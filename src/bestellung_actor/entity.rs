//! Entity trait implementation for the Bestellung domain type.
//!
//! This is where an order talks to the other actors:
//!
//! 1. `from_create_params` checks the order shape (at least one line, quantities >= 1).
//! 2. `on_create` checks that the customer exists, then reserves stock line by line.
//!    Each reservation returns the variant's current unit price. If any reservation
//!    fails, every earlier one is released again before the error is returned.
//! 3. `handle_action` ships or cancels; cancelling puts the stock back.

use super::BestellungError;
use crate::clients::{KundeClient, ProduktdatenClient};
use crate::model::{
    BestellStatus, Bestellung, BestellungAction, BestellungCreate, BestellungId, BestellungQuery,
    ProduktdatenId, Violations,
};
use actor_framework::{ActorClient, ActorEntity};
use async_trait::async_trait;
use tracing::{info, warn};

#[async_trait]
impl ActorEntity for Bestellung {
    type Id = BestellungId;
    type Create = BestellungCreate;
    /// Orders only change through actions.
    type Update = ();
    type Action = BestellungAction;
    type ActionResult = Bestellung;
    type Query = BestellungQuery;
    type Context = (KundeClient, ProduktdatenClient);
    type Error = BestellungError;

    fn from_create_params(id: BestellungId, params: BestellungCreate) -> Result<Self, Self::Error> {
        let mut v = Violations::new();
        v.pruefe(!params.posten.is_empty(), "posten", "must contain at least one line");
        for posten in &params.posten {
            v.pruefe(
                posten.anzahl >= 1,
                "anzahl",
                format!("must be at least 1 for {}", posten.produktdaten_id),
            );
        }
        v.into_result().map_err(BestellungError::Validation)?;
        Ok(Bestellung::new(id, params))
    }

    fn matches(&self, query: &BestellungQuery) -> bool {
        match query {
            BestellungQuery::Alle => true,
            BestellungQuery::Kunde(kunde_id) => self.kunde_id == *kunde_id,
            BestellungQuery::Status(status) => self.status == *status,
        }
    }

    fn version(&self) -> u32 {
        self.audit.version
    }

    fn touch(&mut self) {
        self.audit.touch();
    }

    async fn on_create(&mut self, ctx: &Self::Context) -> Result<(), Self::Error> {
        let (kunden, produktdaten) = ctx;

        if kunden.get(self.kunde_id).await?.is_none() {
            return Err(BestellungError::KundeNotFound(self.kunde_id.to_string()));
        }

        let mut reserviert: Vec<(ProduktdatenId, u32)> = Vec::with_capacity(self.posten.len());
        for posten in self.posten.iter_mut() {
            match produktdaten
                .reserve_stock(posten.produktdaten_id, posten.anzahl)
                .await
            {
                Ok(preis) => {
                    posten.einzelpreis = preis;
                    reserviert.push((posten.produktdaten_id, posten.anzahl));
                }
                Err(e) => {
                    warn!(
                        bestellung = %self.id,
                        produktdaten = %posten.produktdaten_id,
                        error = %e,
                        "Reservation failed"
                    );
                    freigeben(produktdaten, &reserviert).await;
                    return Err(e.into());
                }
            }
        }

        match self.berechne_gesamtpreis() {
            Some(gesamtpreis) => self.gesamtpreis = gesamtpreis,
            None => {
                freigeben(produktdaten, &reserviert).await;
                return Err(BestellungError::Overflow);
            }
        }
        info!(
            bestellung = %self.id,
            kunde = %self.kunde_id,
            gesamtpreis = %self.gesamtpreis,
            "Order placed"
        );
        Ok(())
    }

    async fn on_update(&mut self, _update: (), _ctx: &Self::Context) -> Result<(), Self::Error> {
        Ok(())
    }

    /// Handles custom actions for the Bestellung entity.
    ///
    /// # Actions
    /// - `Versenden`: `Offen` -> `Versendet`
    /// - `Stornieren`: `Offen` -> `Storniert`, releasing every line's stock
    ///
    /// Returns the changed order.
    async fn handle_action(
        &mut self,
        action: BestellungAction,
        ctx: &Self::Context,
    ) -> Result<Bestellung, Self::Error> {
        if self.status != BestellStatus::Offen {
            return Err(BestellungError::IllegalState {
                id: self.id.to_string(),
                status: self.status,
            });
        }
        match action {
            BestellungAction::Versenden => {
                self.status = BestellStatus::Versendet;
            }
            BestellungAction::Stornieren => {
                let (_, produktdaten) = ctx;
                let posten: Vec<_> = self
                    .posten
                    .iter()
                    .map(|p| (p.produktdaten_id, p.anzahl))
                    .collect();
                freigeben(produktdaten, &posten).await;
                self.status = BestellStatus::Storniert;
            }
        }
        self.audit.touch();
        info!(bestellung = %self.id, status = ?self.status, "Status changed");
        Ok(self.clone())
    }
}

/// Puts reserved stock back. A variant that can't take it back (e.g. deleted in the
/// meantime) is logged and skipped.
async fn freigeben(produktdaten: &ProduktdatenClient, posten: &[(ProduktdatenId, u32)]) {
    for (id, anzahl) in posten {
        if let Err(e) = produktdaten.release_stock(*id, *anzahl).await {
            warn!(produktdaten = %id, anzahl, error = %e, "Release failed");
        }
    }
}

● ● ● ●

▶ What you should do
Each record is to be repeated word for word, with none skipped.

▶ Your solution
filename src/bestellung_actor/entity.rs
//! Entity trait implementation for the Bestellung domain type.
//!
//! This is where an order talks to the other actors:
//!
//! 1. `from_create_params` checks the order shape (at least one line, quantities >= 1).
//! 2. `on_create` checks that the customer exists, then reserves stock line by line.
//!    Each reservation returns the variant's current unit price. If any reservation
//!    fails, every earlier one is released again before the error is returned.
//! 3. `handle_action` ships or cancels; cancelling puts the stock back.

use super::BestellungError;
use crate::clients::{KundeClient, ProduktdatenClient};
use crate::model::{
    BestellStatus, Bestellung, BestellungAction, BestellungCreate, BestellungId, BestellungQuery,
    ProduktdatenId, Violations,
};
use actor_framework::{ActorClient, ActorEntity};
use async_trait::async_trait;
use tracing::{info, warn};

#[async_trait]
impl ActorEntity for Bestellung {
    type Id = BestellungId;
    type Create = BestellungCreate;
    /// Orders only change through actions.
    type Update = ();
    type Action = BestellungAction;
    type ActionResult = Bestellung;
    type Query = BestellungQuery;
    type Context = (KundeClient, ProduktdatenClient);
    type Error = BestellungError;

    fn from_create_params(id: BestellungId, params: BestellungCreate) -> Result<Self, Self::Error> {
        let mut v = Violations::new();
        v.pruefe(!params.posten.is_empty(), "posten", "must contain at least one line");
        for posten in &params.posten {
            v.pruefe(
                posten.anzahl >= 1,
                "anzahl",
                format!("must be at least 1 for {}", posten.produktdaten_id),
            );
        }
        v.into_result().map_err(BestellungError::Validation)?;
        Ok(Bestellung::new(id, params))
    }

    fn matches(&self, query: &BestellungQuery) -> bool {
        match query {
            BestellungQuery::Alle => true,
            BestellungQuery::Kunde(kunde_id) => self.kunde_id == *kunde_id,
            BestellungQuery::Status(status) => self.status == *status,
        }
    }

    fn version(&self) -> u32 {
        self.audit.version
    }

    fn touch(&mut self) {
        self.audit.touch();
    }

    async fn on_create(&mut self, ctx: &Self::Context) -> Result<(), Self::Error> {
        let (kunden, produktdaten) = ctx;

        if kunden.get(self.kunde_id).await?.is_none() {
            return Err(BestellungError::KundeNotFound(self.kunde_id.to_string()));
        }

        let mut reserviert: Vec<(ProduktdatenId, u32)> = Vec::with_capacity(self.posten.len());
        for posten in self.posten.iter_mut() {
            match produktdaten
                .reserve_stock(posten.produktdaten_id, posten.anzahl)
                .await
            {
                Ok(preis) => {
                    posten.einzelpreis = preis;
                    reserviert.push((posten.produktdaten_id, posten.anzahl));
                }
                Err(e) => {
                    warn!(
                        bestellung = %self.id,
                        produktdaten = %posten.produktdaten_id,
                        error = %e,
                        "Reservation failed"
                    );
                    freigeben(produktdaten, &reserviert).await;
                    return Err(e.into());
                }
            }
        }

        match self.berechne_gesamtpreis() {
            Some(gesamtpreis) => self.gesamtpreis = gesamtpreis,
            None => {
                freigeben(produktdaten, &reserviert).await;
                return Err(BestellungError::Overflow);
            }
        }
        info!(
            bestellung = %self.id,
            kunde = %self.kunde_id,
            gesamtpreis = %self.gesamtpreis,
            "Order placed"
        );
        Ok(())
    }

    async fn on_update(&mut self, _update: (), _ctx: &Self::Context) -> Result<(), Self::Error> {
        Ok(())
    }

    /// Handles custom actions for the Bestellung entity.
    ///
    /// # Actions
    /// - `Versenden`: `Offen` -> `Versendet`
    /// - `Stornieren`: `Offen` -> `Storniert`, releasing every line's stock
    ///
    /// Returns the changed order.
    async fn handle_action(
        &mut self,
        action: BestellungAction,
        ctx: &Self::Context,
    ) -> Result<Bestellung, Self::Error> {
        if self.status != BestellStatus::Offen {
            return Err(BestellungError::IllegalState {
                id: self.id.to_string(),
                status: self.status,
            });
        }
        match action {
            BestellungAction::Versenden => {
                self.status = BestellStatus::Versendet;
            }
            BestellungAction::Stornieren => {
                let (_, produktdaten) = ctx;
                let posten: Vec<_> = self
                    .posten
                    .iter()
                    .map(|p| (p.produktdaten_id, p.anzahl))
                    .collect();
                freigeben(produktdaten, &posten).await;
                self.status = BestellStatus::Storniert;
            }
        }
        self.audit.touch();
        info!(bestellung = %self.id, status = ?self.status, "Status changed");
        Ok(self.clone())
    }
}

/// Puts reserved stock back. A variant that can't take it back (e.g. deleted in the
/// meantime) is logged and skipped.
async fn freigeben(produktdaten: &ProduktdatenClient, posten: &[(ProduktdatenId, u32)]) {
    for (id, anzahl) in posten {
        if let Err(e) = produktdaten.release_stock(*id, *anzahl).await {
            warn!(produktdaten = %id, anzahl, error = %e, "Release failed");
        }
    }
}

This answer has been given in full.